Jon: What are surprises? Impossibilities suddenly or slowly giving way, arriving with different intensities and bearing distinct flavors: sweet, bitter, tragic… One began unfolding several months after Perform or Else was published in early 2001, a year of many changes: marriage, sale of family home, return to New York City. On September 9th, I buried my father’s ashes in Florida, and in a downpour walked up Broadway on the 10th, and then watched the Towers fall in flames on the 11th, a day I was to teach experience design at NYU. This event and the subsequent war on terror triggered a dramatic set change on the world stage of global performance, a substantive shift in the operations of performative power: the sudden establishment of executive performativity, interrogation via torture, homo sacre data bodies, what I call the society of the spectacle of the scaffold, an anachronistic yet very real theater of operations that breaks, rewires, and reframes the media and torture spectacles analyzed by Debord and Foucault. The modalities of global performativity are still emerging, and while Lyotard marked 1945 as a breakpoint, it’s clear that the years 1968, 1989, and 2001 mark the opening of other cracks, as does 2013 with the Snowden leaks. Like subjects, strata molt in unexpected yet iterative ways.

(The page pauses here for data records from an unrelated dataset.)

/// LLM-backed relation extraction over the aligned entity table; errors
/// fall back to the rule bank.
pub struct LlmRelationExtractor {
    client: Arc<LlmClient>,
    fallback: RuleRelationExtractor,
}

impl LlmRelationExtractor {
    pub fn new(client: Arc<LlmClient>) -> Self {
        Self {
            client,
            fallback: RuleRelationExtractor::new(),
        }
    }

    fn prompt(text: &str, entities: &[AlignedEntity]) -> String {
        let table: Vec<String> = entities
            .iter()
            .map(|e| format!("- id: {}, name: {}, type: {}", e.id, e.name, e.entity_type))
            .collect();

        format!(
            "Identify relations between the known entities in the following text.\n\n\
Text: {text}\n\n\
Known entities:\n{}\n\n\
Return a JSON array where every element has exactly these fields:\n\
- \"entity1_id\": the id of the head entity\n\
- \"relation\": the relation type\n\
- \"entity2_id\": the id of the tail entity\n\n\
Only reference ids from the list above. Return only the JSON array; return \
an empty array when there are no relations.",
            table.join("\n")
        )
    }

    async fn request_relations(
        &self,
        text: &str,
        entities: &[AlignedEntity],
    ) -> Result<Vec<Triple>, AppError> {
        let content = self
            .client
            .complete(RELATION_SYSTEM_MESSAGE, &Self::prompt(text, entities))
            .await?;
        let payload = extract_json_payload(&content)
            .ok_or_else(|| AppError::LLMParsing("no JSON payload in llm output".to_string()))?;
        let raw: Vec<RawRelation> = serde_json::from_str(&payload)
            .map_err(|err| AppError::LLMParsing(format!("malformed relation array: {err}")))?;

        Ok(validate_relations(raw, entities))
    }
}

#[async_trait]
impl RelationExtractor for LlmRelationExtractor {
    fn describe(&self) -> &'static str {
        "llm"
    }

    async fn extract(
        &self,
        text: &str,
        entities: &[AlignedEntity],
    ) -> Result<Vec<Triple>, AppError> {
        if entities.len() < 2 {
            return Ok(Vec::new());
        }

        match self.request_relations(text, entities).await {
            Ok(triples) => Ok(triples),
            Err(err) => {
                warn!(%err, "llm relation extraction failed, using rule bank");
                self.fallback.extract(text, entities).await
            }
        }
    }
}

/// Keeps only relations whose endpoints are known entity ids, sanitizes
/// the label and removes duplicate tuples.
pub(crate) fn validate_relations(
    raw: Vec<RawRelation>,
    entities: &[AlignedEntity],
) -> Vec<Triple> {
    let known: HashSet<&str> = entities.iter().map(|e| e.id.as_str()).collect();
    let mut seen: HashSet<(String, String, String)> = HashSet::new();
    let mut triples = Vec::new();

    for relation in raw {
        let (Some(head), Some(label), Some(tail)) = (
            relation.entity1_id.as_deref(),
            relation.relation.as_deref(),
            relation.entity2_id.as_deref(),
        ) else {
            debug!("dropping relation with missing fields");
            continue;
        };

        if !known.contains(head) || !known.contains(tail) {
            debug!(head, tail, "dropping relation with unknown endpoints");
            continue;
        }

        let label = sanitize_type(label);
        let key = (head.to_string(), label.clone(), tail.to_string());
        if seen.insert(key) {
            triples.push(Triple::extracted(head.to_string(), label, tail.to_string()));
        }
    }

    triples
}

#[cfg(test)]
mod tests {
    use super::*;

    fn raw_mention(
        name: &str,
        entity_type: &str,
        start: i64,
        end: i64,
    ) -> RawEntityMention {
        RawEntityMention {
            name: Some(name.to_string()),
            entity_type: Some(entity_type.to_string()),
            start_pos: Some(start),
            end_pos: Some(end),
        }
    }

    #[test]
    fn exact_positions_are_accepted() {
        let text = "百度公司于2023年推出文心一言。";
        let mention = validate_mention(raw_mention("百度公司", "组织", 0, 4), text)
            .expect("valid mention");
        assert_eq!((mention.start_pos, mention.end_pos), (0, 4));
        assert_eq!(mention.entity_type, "组织");
    }

    #[test]
    fn off_by_small_k_offsets_are_corrected() {
        let text = "百度公司于2023年推出文心一言。";
        // reported positions point at the wrong span; the name is present,
        // so the stored offsets must locate it exactly
        let mention = validate_mention(raw_mention("文心一言", "技术", 3, 8), text)
            .expect("corrected mention");
        assert_eq!((mention.start_pos, mention.end_pos), (12, 16));
        assert_eq!(
            char_slice(text, mention.start_pos, mention.end_pos).as_deref(),
            Some("文心一言")
        );
    }

    #[test]
    fn positions_past_epsilon_relocate_or_drop() {
        let text = "百度公司于2023年推出文心一言。";
        // end far beyond len + epsilon, name present -> relocated
        let mention =
            validate_mention(raw_mention("百度公司", "组织", 90, 99), text).expect("relocated");
        assert_eq!((mention.start_pos, mention.end_pos), (0, 4));

        // name absent from the text -> dropped
        assert!(validate_mention(raw_mention("不存在实体", "组织", 0, 5), text).is_none());
    }

    #[test]
    fn missing_required_fields_drop_the_mention() {
        let text = "some text";
        assert!(validate_mention(
            RawEntityMention {
                name: None,
                entity_type: Some("Person".to_string()),
                start_pos: Some(0),
                end_pos: Some(4),
            },
            text
        )
        .is_none());
        assert!(validate_mention(
            RawEntityMention {
                name: Some("some".to_string()),
                entity_type: None,
                start_pos: Some(0),
                end_pos: Some(4),
            },
            text
        )
        .is_none());
    }

    #[test]
    fn fuzzy_span_agreement_is_enough() {
        let text = "The company OpenAI Inc released a model.";
        let start = 12;
        let end = 22; // "OpenAI Inc"
        let mention = validate_mention(raw_mention("OpenAI Inc.", "Organization", start, end), text)
            .expect("fuzzy match accepted");
        assert_eq!(mention.start_pos, start as usize);
    }

    fn aligned(id: &str, name: &str) -> AlignedEntity {
        AlignedEntity {
            id: id.to_string(),
            name: name.to_string(),
            entity_type: "组织".to_string(),
            merged_ids: vec![id.to_string()],
            attributes: Default::default(),
        }
    }

    #[test]
    fn relations_with_unknown_ids_are_dropped() {
        let entities = vec![aligned("e1", "百度"), aligned("e2", "文心一言")];
        let raw = vec![
            RawRelation {
                entity1_id: Some("e1".to_string()),
                relation: Some("推出".to_string()),
                entity2_id: Some("e2".to_string()),
            },
            RawRelation {
                entity1_id: Some("e1".to_string()),
                relation: Some("推出".to_string()),
                entity2_id: Some("ghost".to_string()),
            },
            RawRelation {
                entity1_id: Some("e1".to_string()),
                relation: Some("推出".to_string()),
                entity2_id: Some("e2".to_string()),
            },
        ];

        let triples = validate_relations(raw, &entities);
        assert_eq!(triples.len(), 1);
        assert_eq!(triples[0].relation, "推出");
    }

    #[test]
    fn relation_labels_are_sanitized() {
        let entities = vec![aligned("e1", "a"), aligned("e2", "b")];
        let raw = vec![RawRelation {
            entity1_id: Some("e1".to_string()),
            relation: Some("works/for".to_string()),
            entity2_id: Some("e2".to_string()),
        }];

        let triples = validate_relations(raw, &entities);
        assert_eq!(triples[0].relation, "works_for");
    }

    #[test]
    fn prompts_embed_the_entity_table() {
        let entities = vec![aligned("e1", "百度公司")];
        let prompt = LlmRelationExtractor::prompt("text body", &entities);
        assert!(prompt.contains("- id: e1, name: 百度公司, type: 组织"));
        assert!(prompt.contains("text body"));
    }
}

Can you describe your current project DesignLab for us?
Jon: I currently direct DesignLab at the University of Wisconsin-Madison, assisted by our Associate Director Rosemary Bodolay. DesignLab is more than a project; it’s a digital media consultancy for students and faculty, and our nine graduate consultants come from nine different departments. Our mission is to democratize digitality, just as public education began democratizing literacy in the 19th century. Located in the library, we’ve worked with over 1000 students in two years, helping them create in emerging scholarly genres such as video essays, theory comix, and performance lectures. DesignLab consultants focus primarily on conceptual and aesthetic issues, and though we don’t offer classes, we support potentially any project in any course. In many ways, DesignLab is a concrete instantiation of my research, as its structure and interdisciplinary approach merges cultural, organizational, and technological performances, and we operate in the gap between disciplinary and performative knowledge games. We’ve also helped organize a series of Design Summits to connect designers across campus and beyond, and recently I’ve been working with our School of Human Ecology to explore ways of using design approaches to enhance research, teaching, and service campus-wide. Like performance, design is everywhere yet (almost) nowhere studied.